Ces corrections plus ou moins heureuses avaient été, comme on le sait, suggérées à Wagner par des amateurs d’une compétence discutable et par les critiques passionnées qui s’élevèrent alors contre son œuvre. Cette dernière version, soi-disant corrigée, fut du reste pendant longtemps encore suivie dans la plupart des théâtres d’Allemagne.

Rappelons seulement les principales différences qui existent entre ces deux partitions : la bacchanale a été développée beaucoup, le duo de Tannhæuser et de Vénus remanié et le rôle de Vénus considérablement augmenté et écrit plus bas. Le concours des chanteurs a été très abrégé et aussi le prélude du troisième acte est un peu moins développé et quelques petits changements insignifiants ont été apportés à la fin de la scène entre Tannhæuser, Vénus et Wolfram.

Tannhæuser avait été annoncé dès le début de la saison 1891-1892 avec Tancrède de Rohan de Courcelles qui fut joué une seule fois en 1892-1893, le Cid de Massenet, joué en 1895-96 et le Roi l’a dit de Delibes joué en 1897-98 sous la direction Vizentini.

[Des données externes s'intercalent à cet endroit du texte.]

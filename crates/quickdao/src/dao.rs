//! Per-table facade.
//!
//! ```ignore
//! static GROUP_INFO: TableMeta<GroupInfo> = TableMeta::new(
//!     "group_info",
//!     &["id", "name", "owner_id", "created_at"],
//!     Some("id"),
//! );
//! static GROUPS: QuickDao<GroupInfo> = QuickDao::new(&GROUP_INFO);
//!
//! let found = GROUPS.get_by_id(&tc, 7, None).await?;
//! ```

use crate::condition::Matcher;
use crate::delete;
use crate::driver::{Connection, Row};
use crate::error::OrmResult;
use crate::insert;
use crate::meta::{Entity, TableMeta};
use crate::modifier::Modifier;
use crate::pager::{Order, Pager, View};
use crate::query;
use crate::transaction::TransContext;
use crate::update;
use crate::value::Value;

/// Every operation of the crate, bound to one table's metadata.
pub struct QuickDao<T: 'static> {
    meta: &'static TableMeta<T>,
}

impl<T> Clone for QuickDao<T> {
    fn clone(&self) -> Self {
        *self
    }
}

impl<T> Copy for QuickDao<T> {}

impl<T> std::fmt::Debug for QuickDao<T> {
    fn fmt(&self, f: &mut std::fmt::Formatter<'_>) -> std::fmt::Result {
        f.debug_struct("QuickDao").field("table", &self.meta.table).finish()
    }
}

impl<T: Entity + Default> QuickDao<T> {
    pub const fn new(meta: &'static TableMeta<T>) -> Self {
        Self { meta }
    }

    pub fn meta(&self) -> &'static TableMeta<T> {
        self.meta
    }

    pub async fn insert<C: Connection>(&self, tc: &TransContext<C>, ins: &mut T) -> OrmResult<u64> {
        insert::insert(tc, self.meta, ins).await
    }

    pub async fn update<C: Connection>(&self, tc: &TransContext<C>, ins: &mut T) -> OrmResult<u64> {
        update::update(tc, self.meta, ins).await
    }

    pub async fn update_list<C: Connection>(
        &self,
        tc: &TransContext<C>,
        list: &mut [T],
    ) -> OrmResult<u64> {
        update::update_list(tc, self.meta, list).await
    }

    pub async fn update_by_id<C: Connection>(
        &self,
        tc: &TransContext<C>,
        modifier: &Modifier,
        id: i64,
    ) -> OrmResult<u64> {
        update::update_by_id(tc, self.meta, modifier, id).await
    }

    pub async fn update_by_ids<C: Connection>(
        &self,
        tc: &TransContext<C>,
        modifier: &Modifier,
        ids: &[i64],
    ) -> OrmResult<u64> {
        update::update_by_ids(tc, self.meta, modifier, ids).await
    }

    pub async fn update_by_modifier<C: Connection>(
        &self,
        tc: &TransContext<C>,
        modifier: &Modifier,
        matcher: &Matcher,
    ) -> OrmResult<u64> {
        update::update_by_modifier(tc, self.meta, modifier, matcher).await
    }

    pub async fn exec_raw_sql<C: Connection>(
        &self,
        tc: &TransContext<C>,
        sql: &str,
        args: &[Value],
    ) -> OrmResult<u64> {
        update::exec_raw_sql(tc, sql, args).await
    }

    pub async fn delete_by_id<C: Connection>(&self, tc: &TransContext<C>, id: i64) -> OrmResult<u64> {
        delete::delete_by_id(tc, self.meta, id).await
    }

    pub async fn delete_by_ids<C: Connection>(
        &self,
        tc: &TransContext<C>,
        ids: &[i64],
    ) -> OrmResult<u64> {
        delete::delete_by_ids(tc, self.meta, ids).await
    }

    pub async fn delete_by_matcher<C: Connection>(
        &self,
        tc: &TransContext<C>,
        matcher: &Matcher,
    ) -> OrmResult<u64> {
        delete::delete_by_matcher(tc, self.meta, matcher).await
    }

    pub async fn get_all<C: Connection>(
        &self,
        tc: &TransContext<C>,
        view: Option<&View>,
    ) -> OrmResult<Vec<T>> {
        query::get_all(tc, self.meta, view).await
    }

    pub async fn get_by_id<C: Connection>(
        &self,
        tc: &TransContext<C>,
        id: i64,
        view: Option<&View>,
    ) -> OrmResult<Option<T>> {
        query::get_by_id(tc, self.meta, id, view).await
    }

    pub async fn get_by_ids<C: Connection>(
        &self,
        tc: &TransContext<C>,
        ids: &[i64],
        view: Option<&View>,
    ) -> OrmResult<Vec<T>> {
        query::get_by_ids(tc, self.meta, ids, view).await
    }

    pub async fn query_list<C: Connection>(
        &self,
        tc: &TransContext<C>,
        matcher: Option<&Matcher>,
        view: Option<&View>,
        orders: &[Order],
    ) -> OrmResult<Vec<T>> {
        query::query_list(tc, self.meta, matcher, view, orders).await
    }

    pub async fn query_page_list<C: Connection>(
        &self,
        tc: &TransContext<C>,
        matcher: Option<&Matcher>,
        view: Option<&View>,
        pager: &Pager,
        orders: &[Order],
    ) -> OrmResult<Vec<T>> {
        query::query_page_list(tc, self.meta, matcher, view, pager, orders).await
    }

    pub async fn query_one<C: Connection>(
        &self,
        tc: &TransContext<C>,
        matcher: Option<&Matcher>,
        view: Option<&View>,
    ) -> OrmResult<Option<T>> {
        query::query_one(tc, self.meta, matcher, view).await
    }

    pub async fn count<C: Connection>(
        &self,
        tc: &TransContext<C>,
        matcher: Option<&Matcher>,
    ) -> OrmResult<i64> {
        query::count(tc, self.meta, matcher).await
    }

    #[allow(clippy::too_many_arguments)]
    pub async fn query_list_by_batch<C, H>(
        &self,
        tc: &TransContext<C>,
        matcher: Option<&Matcher>,
        view: Option<&View>,
        orders: &[Order],
        total_limit: Option<i64>,
        batch_size: usize,
        handler: H,
    ) -> OrmResult<()>
    where
        C: Connection,
        H: AsyncFnMut(Vec<T>) -> OrmResult<()>,
    {
        query::query_list_by_batch(
            tc,
            self.meta,
            matcher,
            view,
            orders,
            total_limit,
            batch_size,
            handler,
        )
        .await
    }

    pub async fn query_raw_sql<C, R, M>(
        &self,
        tc: &TransContext<C>,
        sql: &str,
        args: &[Value],
        mapper: M,
    ) -> OrmResult<Vec<R>>
    where
        C: Connection,
        M: FnMut(Row) -> OrmResult<R>,
    {
        query::query_raw_sql(tc, sql, args, mapper).await
    }

    pub async fn query_raw_sql_by_batch<C, R, M, H>(
        &self,
        tc: &TransContext<C>,
        sql: &str,
        args: &[Value],
        batch_size: usize,
        mapper: M,
        handler: H,
    ) -> OrmResult<()>
    where
        C: Connection,
        M: FnMut(Row) -> OrmResult<R>,
        H: AsyncFnMut(Vec<R>) -> OrmResult<()>,
    {
        query::query_raw_sql_by_batch(tc, sql, args, batch_size, mapper, handler).await
    }

    pub async fn get_by_id_for_update<C: Connection>(
        &self,
        tc: &TransContext<C>,
        id: i64,
        skip_locked: bool,
    ) -> OrmResult<Option<T>> {
        query::get_by_id_for_update(tc, self.meta, id, skip_locked).await
    }

    pub async fn get_by_ids_for_update<C: Connection>(
        &self,
        tc: &TransContext<C>,
        ids: &[i64],
        skip_locked: bool,
        orders: &[Order],
    ) -> OrmResult<Vec<T>> {
        query::get_by_ids_for_update(tc, self.meta, ids, skip_locked, orders).await
    }

    pub async fn query_list_for_update<C: Connection>(
        &self,
        tc: &TransContext<C>,
        matcher: Option<&Matcher>,
        view: Option<&View>,
        pager: Option<&Pager>,
        orders: &[Order],
        skip_locked: bool,
    ) -> OrmResult<Vec<T>> {
        query::query_list_for_update(tc, self.meta, matcher, view, pager, orders, skip_locked)
            .await
    }

    pub async fn query_one_for_update<C: Connection>(
        &self,
        tc: &TransContext<C>,
        matcher: Option<&Matcher>,
        view: Option<&View>,
        skip_locked: bool,
    ) -> OrmResult<Option<T>> {
        query::query_one_for_update(tc, self.meta, matcher, view, skip_locked).await
    }
}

La création de Tannhæuser dut être reculée jusqu’à la fin de la saison. On avait engagé pour chanter le principal rôle, le ténor Jourdain, le créateur de Sigurd à la Monnaie de Bruxelles. Mais la direction craignait que cet artiste ne pût tenir ce rôle écrasant. Pourtant le succès qu’il remporta sur notre scène dans le rôle de Sigurd rassura M. Poncet et le 4 avril 1892, Tannhæuser fut enfin représenté.

Les rôles étaient ainsi distribués Tannhæuser, Jourdain ; Wolfram, Noté ; Le Landgrave, Bourgeois ; Biterolf, Huguet ; Elisabeth, Mlle Janssen ; Vénus, Mlle Doux.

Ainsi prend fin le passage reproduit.